Harvard Program in Speech and Hearing Bioscience and Technology, Boston, Massachusetts, USA.
Biostatistics Center, Massachusetts General Hospital, Boston, MA, United States.
Department of Head and Neck Surgery, David Geffen School of Medicine at UCLA and Jonsson Comprehensive Cancer Center (JCCC), University of California, Los Angeles.
Molecular Pathology Division, Massachusetts General, Boston, MA.
Cancer Center, Massachusetts General Hospital, Boston, MA, United States.



We evaluated Apoptosis-associated speck-like protein (ASC) as a schwannoma tumor suppressor and explored its utilization in a schwannoma gene therapy strategy that may be translated to clinical use.

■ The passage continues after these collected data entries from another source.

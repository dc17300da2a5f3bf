//! src/routes/home/mod.rs

use crate::configurations::LeadMagnetSettings;
use actix_web::http::header::ContentType;
use actix_web::{web, HttpResponse};
use tera::{Context, Tera};

/// The home page only depends on configuration, so it is rendered once at
/// startup.
pub struct HomePage(String);

impl HomePage {
    pub fn render(lead_magnet: &LeadMagnetSettings) -> Result<Self, tera::Error> {
        let mut tera = Tera::default();
        tera.add_raw_template("home.html", include_str!("home.html"))?;

        let mut context = Context::new();
        context.insert("title", &lead_magnet.title);
        context.insert("description", &lead_magnet.description);
        context.insert("content_title", &lead_magnet.content_title);
        context.insert("cover_image_url", &lead_magnet.cover_image_url);
        context.insert("button_text", lead_magnet.kind.button_text());
        tera.render("home.html", &context).map(Self)
    }

    pub fn as_str(&self) -> &str {
        &self.0
    }
}

pub async fn home(page: web::Data<HomePage>) -> HttpResponse {
    HttpResponse::Ok()
        .content_type(ContentType::html())
        .body(page.as_str().to_owned())
}
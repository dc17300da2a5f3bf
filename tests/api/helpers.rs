//! tests/api/helpers.rs

use newsletter::configurations::{get_configuration, DatabaseSettings};
use newsletter::dispatch::DispatchMode;
use newsletter::domain::SubscriberStatus;
use newsletter::startup::{get_connection_pool, Application};
use newsletter::telemetry::{get_subscriber, init_subscriber};
use newsletter::templates::RenderStrategy;
use once_cell::sync::Lazy;
use secrecy::Secret;
use sqlx::{Connection, Executor, PgConnection, PgPool};
use uuid::Uuid;
use wiremock::matchers::{method, path};
use wiremock::{Mock, MockServer, ResponseTemplate};

pub const SEND_API_KEY: &str = "re_test_key";
pub const TURNSTILE_SECRET: &str = "turnstile-test-secret";

// Set TEST_LOG to see the logs of the application under test.
static TRACING: Lazy<()> = Lazy::new(|| {
    let default_filter_level = "info".to_string();
    let subscriber_name = "test".to_string();
    if std::env::var("TEST_LOG").is_ok() {
        let subscriber = get_subscriber(subscriber_name, default_filter_level, std::io::stdout);
        init_subscriber(subscriber);
    } else {
        let subscriber = get_subscriber(subscriber_name, default_filter_level, std::io::sink);
        init_subscriber(subscriber);
    }
});

pub struct TestApp {
    pub address: String,
    pub port: u16,
    pub db_pool: PgPool,
    pub email_server: MockServer,
    pub turnstile_server: MockServer,
    pub api_client: reqwest::Client,
}

impl TestApp {
    pub async fn post_subscriptions(&self, body: String) -> reqwest::Response {
        self.post_form("/subscriptions", body).await
    }

    pub async fn post_lead_magnet(&self, body: String) -> reqwest::Response {
        self.post_form("/lead-magnet", body).await
    }

    pub async fn post_unsubscribe(&self, body: String) -> reqwest::Response {
        self.post_form("/unsubscribe", body).await
    }

    async fn post_form(&self, route: &str, body: String) -> reqwest::Response {
        self.api_client
            .post(&format!("{}{}", &self.address, route))
            .header("Content-Type", "application/x-www-form-urlencoded")
            .body(body)
            .send()
            .await
            .expect("Failed to execute request.")
    }

    /// POST a body exactly as given, for exercising unreadable payloads.
    pub async fn post_raw(
        &self,
        route: &str,
        content_type: &str,
        body: &str,
        headers: &[(&str, String)],
    ) -> reqwest::Response {
        let mut request = self
            .api_client
            .post(&format!("{}{}", &self.address, route))
            .header("Content-Type", content_type)
            .body(body.to_string());
        for (name, value) in headers {
            request = request.header(*name, value);
        }
        request.send().await.expect("Failed to execute request.")
    }

    pub async fn get_html(&self, route: &str) -> String {
        self.api_client
            .get(&format!("{}{}", &self.address, route))
            .send()
            .await
            .expect("Failed to execute request.")
            .text()
            .await
            .unwrap()
    }

    /// POST to `/api/send` with the given extra headers.
    pub async fn post_send(
        &self,
        body: &serde_json::Value,
        headers: &[(&str, String)],
    ) -> reqwest::Response {
        let mut request = self
            .api_client
            .post(&format!("{}/api/send", &self.address))
            .json(body);
        for (name, value) in headers {
            request = request.header(*name, value);
        }
        request.send().await.expect("Failed to execute request.")
    }

    pub async fn accept_turnstile_tokens(&self) {
        Mock::given(path("/turnstile/v0/siteverify"))
            .and(method("POST"))
            .respond_with(
                ResponseTemplate::new(200).set_body_json(serde_json::json!({ "success": true })),
            )
            .mount(&self.turnstile_server)
            .await;
    }

    pub async fn accept_provider_sends(&self, message_id: &str) {
        Mock::given(path("/emails"))
            .and(method("POST"))
            .respond_with(
                ResponseTemplate::new(200).set_body_json(serde_json::json!({ "id": message_id })),
            )
            .mount(&self.email_server)
            .await;
    }

    pub async fn subscriber_status(&self, email: &str) -> SubscriberStatus {
        sqlx::query_scalar::<_, SubscriberStatus>("SELECT status FROM subscribers WHERE email = $1")
            .bind(email)
            .fetch_one(&self.db_pool)
            .await
            .expect("Failed to fetch subscriber status.")
    }

    pub async fn email_log_statuses(&self) -> Vec<String> {
        sqlx::query_scalar::<_, String>("SELECT status::text FROM email_logs ORDER BY sent_at")
            .fetch_all(&self.db_pool)
            .await
            .expect("Failed to fetch email logs.")
    }
}

pub async fn spawn_app() -> TestApp {
    spawn_app_with(DispatchMode::Direct).await
}

pub async fn spawn_app_with(dispatch: DispatchMode) -> TestApp {
    Lazy::force(&TRACING);

    let email_server = MockServer::start().await;
    let turnstile_server = MockServer::start().await;

    let configuration = {
        let mut c = get_configuration().expect("Failed to read configuration.");
        c.database.database_name = Uuid::new_v4().to_string();
        c.application.port = 0;
        c.email_client.base_url = email_server.uri();
        c.email_client.api_key = Secret::new(SEND_API_KEY.to_string());
        // Short enough for tests to provoke a provider timeout.
        c.email_client.timeout_milliseconds = 1_000;
        c.email.render_strategy = RenderStrategy::Live;
        c.email.dispatch = dispatch;
        c.turnstile.base_url = turnstile_server.uri();
        c.turnstile.secret_key = Some(Secret::new(TURNSTILE_SECRET.to_string()));
        c
    };

    configure_database(&configuration.database).await;

    let application = Application::build(configuration.clone())
        .await
        .expect("Failed to build application.");
    let application_port = application.port();
    let _ = tokio::spawn(application.run_until_stopped());

    TestApp {
        address: format!("http://127.0.0.1:{}", application_port),
        port: application_port,
        db_pool: get_connection_pool(&configuration.database),
        email_server,
        turnstile_server,
        api_client: reqwest::Client::new(),
    }
}

async fn configure_database(config: &DatabaseSettings) -> PgPool {
    let mut connection = PgConnection::connect_with(&config.without_db())
        .await
        .expect("Failed to connect to Postgres");
    connection
        .execute(format!(r#"CREATE DATABASE "{}";"#, config.database_name).as_str())
        .await
        .expect("Failed to create database.");

    let connection_pool = PgPool::connect_with(config.with_db())
        .await
        .expect("Failed to connect to Postgres.");
    sqlx::migrate!("./migrations")
        .run(&connection_pool)
        .await
        .expect("Failed to migrate the database");
    connection_pool
}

ASC protein expression and mRNA level were assessed in human schwannoma by immunohistochemistry and quantitative PCR, respectively. Methylation specific PCR was used to asses ASC promoter methylation. The effect of ASC overexpression in schwannoma cells was evaluated through ATP-based viability, lactate-dehydrogenase release and apoptosis staining. Western blotting and colorimetric assay were used to test the effect of ASC overexpression on endogenous pro-apoptotic pathways. Bioluminescence imaging, behavioral testing and immunohistochemistry in human-xenograft and murine allograft schwannoma models were used to examine the efficacy and toxicity of intratumoral injection of adeno-associated virus (AAV) vector encoding ASC.


ASC expression was suppressed via promoter methylation in over 80% of the human schwannomas tested. ASC overexpression in schwannoma cells results in cell death and is associated with activation of endogenous caspase-9, caspase-3 and upregulation of BH3 interacting-domain death agonist. In a human xenograft schwannoma model, AAV1-mediated ASC delivery reduced tumor growth and resolved tumor-associated pain without detectable toxicity, and tumor control was associated with reduced Ki67 mitotic index and increased tumor-cell apoptosis. Efficacy of this schwannoma gene therapy strategy was confirmed in a murine schwannoma model.


We have identified ASC as a putative schwannoma tumor suppressor with high potential clinical utility for schwannoma gene therapy and generated a vector that treats schwannomas via a novel mechanism that does not overlap with current treatments.